Background: Since $x^3\not\equiv2\pmod{7}, \forall x\in\mathbb{Z}$, we can let $K=\mathbb{F_7}[\sqrt[3]{2}]$ so that $K$ is an extension of $\mathbb{F_7}$, which can be think of as a finite-dimensional vector space over $\mathbb{F_7}$ with a basis $(1,\sqrt[3]{2},\sqrt[3]{4})$. Then the norm of an element $\alpha=x+y\sqrt[3]{2}+z\sqrt[3]{4}$ is defined to be $N(\alpha)=x^3+2y^3+4y^3-6xyz$, which is the determinant of the linear transformation $f_\alpha:K \rightarrow K$ defined as left multiplication by $\alpha$ in $K$.
My question is that if I have an element $\beta\in K$ having a unit norm, i.e. $N(\beta)=1$, can I then conclude that $N(\beta\alpha)=N(\beta)N(\alpha)=N(\alpha)$? I.e., is $N$ a homomorphism?
My attempt Observe that $f_{\beta\alpha}=f_\beta\circ f_\alpha$, then $$N(\beta\alpha)=\det(f_{\beta\alpha})=\det(f_\beta)\det(f_\alpha)=N(\beta)N(\alpha).$$
My motivation: Then $x^3+2y^3+4z^3-6xyz=2$ has infinitely many integral solutions since we can just find an $\alpha$ s.t. $N(\alpha)=2$ and some non-identity $\beta$ s.t. $N(\beta)=1 \Rightarrow \forall n\in\mathbb{N}, N(\beta^n\alpha)=2$, i.e. we have infinitely many solutions to the give cubic form.
Yes $N$ is a homomorphism. One easy way to see this is that determinants are multiplicative.

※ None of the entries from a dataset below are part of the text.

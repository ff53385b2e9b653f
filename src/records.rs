//! Wire records exchanged with the outside world.
//!
//! The upstream model speaks percentages in [0, 100]; the engine works on
//! [0, 1]. Conversion happens here, at the boundary, in both directions.

use std::collections::HashMap;

use serde::{Deserialize, Serialize};
use tracing::warn;

use crate::engine::{CalibratedPrediction, RawPrediction};

/// One raw prediction as emitted by the upstream model.
#[derive(Debug, Clone, Serialize, Deserialize)]
pub struct RawPredictionRecord {
    pub driver: String,
    #[serde(default)]
    pub team: Option<String>,
    /// Win probability as a percentage (0.0–100.0).
    pub win_probability_pct: f64,
}

impl RawPredictionRecord {
    /// Convert to the engine's [0, 1] representation. Out-of-range
    /// percentages are clamped with a warning; the upstream model
    /// occasionally emits rounding artifacts like 100.0001.
    pub fn into_prediction(self) -> RawPrediction {
        let pct = if self.win_probability_pct.is_finite() {
            self.win_probability_pct
        } else {
            warn!(
                "non-finite win probability for {}, treating as 0%",
                self.driver
            );
            0.0
        };
        if !(0.0..=100.0).contains(&pct) {
            warn!(
                "win probability {pct}% for {} outside [0, 100], clamping",
                self.driver
            );
        }
        RawPrediction {
            driver: self.driver,
            team: self.team,
            win_probability: pct.clamp(0.0, 100.0) / 100.0,
        }
    }
}

/// One calibrated prediction in egress form. Calibrated percentages across a
/// batch sum to 100 within tolerance.
#[derive(Debug, Clone, Serialize, Deserialize)]
pub struct CalibratedPredictionRecord {
    pub driver: String,
    #[serde(default, skip_serializing_if = "Option::is_none")]
    pub team: Option<String>,
    pub raw_probability_pct: f64,
    pub calibrated_probability_pct: f64,
    pub uncertainty_pct: f64,
    /// Pipeline stages applied, in order, for audit/debugging.
    pub stages: Vec<String>,
}

impl From<&CalibratedPrediction> for CalibratedPredictionRecord {
    fn from(p: &CalibratedPrediction) -> Self {
        CalibratedPredictionRecord {
            driver: p.driver.clone(),
            team: p.team.clone(),
            raw_probability_pct: p.raw_probability * 100.0,
            calibrated_probability_pct: p.calibrated_probability * 100.0,
            uncertainty_pct: p.uncertainty * 100.0,
            stages: p.stages.iter().map(|s| s.as_str().to_string()).collect(),
        }
    }
}

/// A race result file: either a full driver -> 0/1 map or the convenience
/// shape `{"winner": "..."}`.
#[derive(Debug, Clone, Deserialize)]
#[serde(untagged)]
pub enum RaceResultRecord {
    Winner { winner: String },
    Outcomes(HashMap<String, u8>),
}

impl RaceResultRecord {
    pub fn into_outcomes(self) -> HashMap<String, u8> {
        match self {
            RaceResultRecord::Winner { winner } => {
                let mut outcomes = HashMap::new();
                outcomes.insert(winner, 1);
                outcomes
            }
            RaceResultRecord::Outcomes(outcomes) => outcomes,
        }
    }
}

I.e., if $L/K$ is a field extension, and $\alpha,\beta \in L$, and if $\theta\in L$, then $\mu_\theta : L\to L$ denotes the map $\mu_\theta(x) = \theta\cdot x$, then we have $$N(\alpha \beta) = \det \mu_{\alpha\beta} = \det (\mu_\alpha \circ \mu_\beta) = \det \mu_\alpha \cdot \det \mu_\beta = N(\alpha)N(\beta).$$
Edit
You just added your attempt, and it's what I have here. So good work!